Amanda-Users

Re: NFS mount tar incremental problem

2008-04-15 21:12:45
Subject: Re: NFS mount tar incremental problem
From: Jordan Desroches <jordan.d.desroches AT Dartmouth DOT EDU>
To: amanda-users AT amanda DOT org
Date: Tue, 15 Apr 2008 19:58:32 -0400
I have not tested it yet myself, but version 1.2 of gnutar was released yesterday (see http://www.gnu.org/software/tar/#TOCreleases ) and of particular interest is this feature (quoted from the page):

"New options --no-check-device, --check-device.

The --no-check-device option disables comparing device numbers during preparatory stage of an incremental dump. This allows to avoid creating full dumps if the device numbers change (e.g. when using an LVM snapshot).

The --check-device option enables comparing device numbers. This is the default. This option is provided to undo the effect of the previous --no-check-device option, e.g. if it was set in TAR_OPTIONS environment variable."


Best,

Jordan

On Mar 26, 2008, at 11:28 AM, Gene Heskett wrote:

On Tuesday 25 March 2008, Gene Heskett wrote:
On Tuesday 25 March 2008, Dustin J. Mitchell wrote:
On Tue, Mar 25, 2008 at 11:31 AM, Gene Heskett <gene.heskett AT verizon DOT net >

wrote:
And I, like an idiot, didn't notice we were discussing an NFS problem, which may be another manifestation of the same problem, but that patch does not address what happens when the linux device mapper decides to
move an LVM2 volume from 253,0 ro 254,0.

The patch JLM posted won't fix it, but his proposed command-line option
will.

Post please, I don't believe I've seen it. I had some email problems over the weekend due to my / partition being in bad need of an fsck. 2.6.24
running tickless was a friggin nightmare.
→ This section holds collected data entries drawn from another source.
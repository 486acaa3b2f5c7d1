use serde::{Deserialize, Deserializer, Serialize};

pub mod account;
pub mod application;
pub mod candidate;
pub mod company;
pub mod job;
pub mod language;
pub mod session;

pub use account::{Account, UserKind};
pub use application::{Application, ApplicationStatus};
pub use candidate::{CandidateProfile, CandidateProfileUpsert};
pub use company::{
    CompanyJobSummary, CompanyListing, CompanyProfile, CompanyProfileUpsert, Sector,
};
pub use job::{CreateJobRequest, Job, JobCompanySummary, JobListing, JobType};
pub use language::Language;
pub use session::{AuthChange, AuthEvent, AuthSession, AuthUser, UserMetadata};

/// Error returned when a wire value does not name a known enum variant
#[derive(Debug, Clone, PartialEq, Eq, thiserror::Error)]
#[error("unknown {kind} '{value}'")]
pub struct ParseEnumError {
    pub kind: &'static str,
    pub value: String,
}

impl ParseEnumError {
    pub fn new(kind: &'static str, value: &str) -> Self {
        Self {
            kind,
            value: value.to_string(),
        }
    }
}

/// Error body returned by the data service
#[derive(Debug, Clone, Serialize, Deserialize, PartialEq)]
pub struct ErrorResponse {
    pub code: Option<String>,
    pub message: String,
    pub details: Option<String>,
    pub hint: Option<String>,
}

/// Nullable columns such as `is_profile_complete` arrive as `null` for rows
/// written before the column had a default.
pub(crate) fn null_as_default<'de, D, T>(deserializer: D) -> Result<T, D::Error>
where
    D: Deserializer<'de>,
    T: Default + Deserialize<'de>,
{
    Ok(Option::<T>::deserialize(deserializer)?.unwrap_or_default())
}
Thats why I'm asking about Schiling Tar, aka S-Tar. Does that fix the
problem?, and can amanda use it?

Yes, but its semantics are very different from GNU Tar -- it's not a
drop-in fix.

I was afraid of that.

The ultimate weapon of course in any philosophical war, which this is, is to fork tar and fix it if STar isn't usable. At this point, and while I'm not capable of doing it, I'm not a bit allergic to the fork idea. Its bitten me so often that I'll alpha test anybodies efforts in that
regard. Gleefully.

Sure, but threatening a fork is un-diplomatic, and not called for just
yet.  Let's start with a concerted public-relations effort :)

I doubt if my messages on the subject were the only ones they got, and from the attitude displayed in the replies I got, a fork IS the next step. They are immovable on the subject. They consider that a change in the device mapping numbers are prima-faci evidence of a stolen tar file trying to be recovered to a disk that they don't belong to. A huge security problem in
their view.

Humm, didn't we have some scripts that could inspect and repair the
index files when this happened? Probably lost when I woke up one morning
and found my well developed FC6 install wasn't re-bootable, LSN0 on
/dev/hda had one non-zero byte left in it.

Yep -- it's called tar-snapshot-edit, and it's available in recent
releases of GNU Tar.  Just google for it.

I'll do that, got it.

Thanks, Dustin.

To continue this thread I have now subscribed to the bug-tar list about 24 hours ago, but two messages I've sent have been bounced. So I tried to
re-confirm since I still had the message, and that bounced with
the 'confirmation string invalid'.

I'm about up to my eyeballs in gnu BS, its not worth the effort to talk to
those fence posts.

I'd write a cron script to hit them every 10 minutes, but I don't need the bounces. If you can get in, tell them to fix their (*&^$ mail server to
accept messages from somebody newly subscribed.

--
Cheers, Gene
"There are four boxes to be used in defense of liberty:
soap, ballot, jury, and ammo. Please use in that order."